We just adopted a year and a half old Shih Tzu and terrier mix on Saturday. He is apparently housebroken, but has had three accidents in the five days we have had him. I think that the accidents are probably related to him just having been adopted and experiencing a lot of new things, but wondered what others think. Here are the three situations:

1. Saturday afternoon came home from the adoption fair which was a pretty hectic scene. Took him out and he peed. About 3 or 4 hours later he peed on the rug in the bedroom.


2. Wednesday took him to be groomed. He peed outside the groomers. About three hours after we got home he peed again on the same carpet. 


3. Today, Thursday I couldn’t take him out for about 4 hours due to weather. Tropical storm Andrea spawned lots of tornadoes in our area and we were under various tornado warnings most of the morning. Again he peed on the same carpet. 


He is a great little dog – friendly, playful, does not seem stressed at all, eats well, is crate trained, walks well (most of the time) on his leash. He was in a foster home for about a month before we adopted him.

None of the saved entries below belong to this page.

//! Half-block pixel canvas covering the stage.
//!
//! Each terminal cell holds two vertically stacked pixels (`▀` with the top
//! pixel as foreground and the bottom one as background), so a pixel is
//! `POINTS_PER_PIXEL` points square.  Everything on the stage is painted into
//! one [`RgbImage`] in point space and flushed to the buffer once per frame.

use image::{Rgb, RgbImage};
use ratatui::buffer::Buffer;
use ratatui::layout::{Position, Rect};

use super::layout::{pixel_span, POINTS_PER_PIXEL};
use super::theme::to_color;
use crate::core::geometry::Frame;

pub struct Canvas {
    pixels: RgbImage,
}

impl Canvas {
    /// A canvas for `area`, filled with `background`.
    pub fn new(area: Rect, background: Rgb<u8>) -> Self {
        let w = u32::from(area.width);
        let h = u32::from(area.height) * 2;
        Self {
            pixels: RgbImage::from_pixel(w, h, background),
        }
    }

    pub fn width(&self) -> u32 {
        self.pixels.width()
    }

    pub fn height(&self) -> u32 {
        self.pixels.height()
    }

    pub fn pixel(&self, x: u32, y: u32) -> Option<Rgb<u8>> {
        self.pixels.get_pixel_checked(x, y).copied()
    }

    pub fn put(&mut self, x: u32, y: u32, colour: Rgb<u8>) {
        if let Some(p) = self.pixels.get_pixel_mut_checked(x, y) {
            *p = colour;
        }
    }

    /// Alpha-composite `colour` over pixel `(x, y)`.
    pub fn blend(&mut self, x: u32, y: u32, colour: Rgb<u8>, alpha: f64) {
        let alpha = alpha.clamp(0.0, 1.0);
        if alpha <= 0.0 {
            return;
        }
        if let Some(p) = self.pixels.get_pixel_mut_checked(x, y) {
            *p = mix(*p, colour, alpha);
        }
    }

    /// Fill every pixel whose centre lies inside `frame` (stage points).
    pub fn fill_frame(&mut self, frame: Frame, colour: Rgb<u8>) {
        let (x0, x1) = pixel_span(frame.x, frame.max_x(), self.width());
        let (y0, y1) = pixel_span(frame.y, frame.max_y(), self.height());
        for y in y0..y1 {
            for x in x0..x1 {
                if frame.contains(super::layout::pixel_center(x, y)) {
                    self.put(x, y, colour);
                }
            }
        }
    }

    /// Composite `colour` over the whole canvas.
    pub fn wash(&mut self, colour: Rgb<u8>, alpha: f64) {
        let alpha = alpha.clamp(0.0, 1.0);
        if alpha <= 0.0 {
            return;
        }
        for p in self.pixels.pixels_mut() {
            *p = mix(*p, colour, alpha);
        }
    }

    /// Soft shadow: full `opacity` inside `frame`, fading to nothing over
    /// `radius` points outside it.
    pub fn shadow(&mut self, frame: Frame, opacity: f64, radius: f64, colour: Rgb<u8>) {
        if opacity <= 0.0 {
            return;
        }
        let (x0, x1) = pixel_span(frame.x - radius, frame.max_x() + radius, self.width());
        let (y0, y1) = pixel_span(frame.y - radius, frame.max_y() + radius, self.height());
        for y in y0..y1 {
            for x in x0..x1 {
                let c = super::layout::pixel_center(x, y);
                let dx = (frame.x - c.x).max(c.x - frame.max_x()).max(0.0);
                let dy = (frame.y - c.y).max(c.y - frame.max_y()).max(0.0);
                let d = dx.hypot(dy);
                if d < radius.max(POINTS_PER_PIXEL) {
                    let falloff = if radius > 0.0 { 1.0 - d / radius } else { 1.0 };
                    self.blend(x, y, colour, opacity * falloff);
                }
            }
        }
    }

    /// Write the canvas into `buf` as half-block cells.
    pub fn flush(&self, area: Rect, buf: &mut Buffer) {
        for row in 0..area.height {
            let yt = u32::from(row) * 2;
            for col in 0..area.width {
                let x = u32::from(col);
                let (Some(top), Some(bottom)) = (self.pixel(x, yt), self.pixel(x, yt + 1)) else {
                    continue;
                };
                if let Some(cell) = buf.cell_mut(Position::new(area.x + col, area.y + row)) {
                    cell.set_char('▀').set_fg(to_color(top)).set_bg(to_color(bottom));
                }
            }
        }
    }
}

/// `over` composited onto `under` at `alpha`.
pub fn mix(under: Rgb<u8>, over: Rgb<u8>, alpha: f64) -> Rgb<u8> {
    let channel = |u: u8, o: u8| (f64::from(u) + (f64::from(o) - f64::from(u)) * alpha).round() as u8;
    Rgb([
        channel(under[0], over[0]),
        channel(under[1], over[1]),
        channel(under[2], over[2]),
    ])
}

Some advice or thoughts please.

Thanks,
Shawski


----------



## CptJack (Jun 3, 2012)

...It just sounds like he needs to go out more frequently, honestly. If he's going in the house after three hours, take him out every two for a while. If you can't do that, keep him close to you or crate him when you're not watching and time is getting close. He's new to your home and doesn't know your schedule, yet, and housebroken in one house does not mean housebroken in another house (like almost ever) because dogs don't generalize. Any time your'e at a new house with him, you're going to have to do an abbreviated housebreaking course, because all they know is 'I don't go HERE'.


----------



## Shell (Oct 19, 2009)

If he's peeing in the same place each time, is it possible he was potty pad trained in a previous home? That can confuse dogs and rugs and pads look a lot alike. If so, rolling up the rugs temporarily might help (assuming you mean area rugs and not wall-to-wall carpet)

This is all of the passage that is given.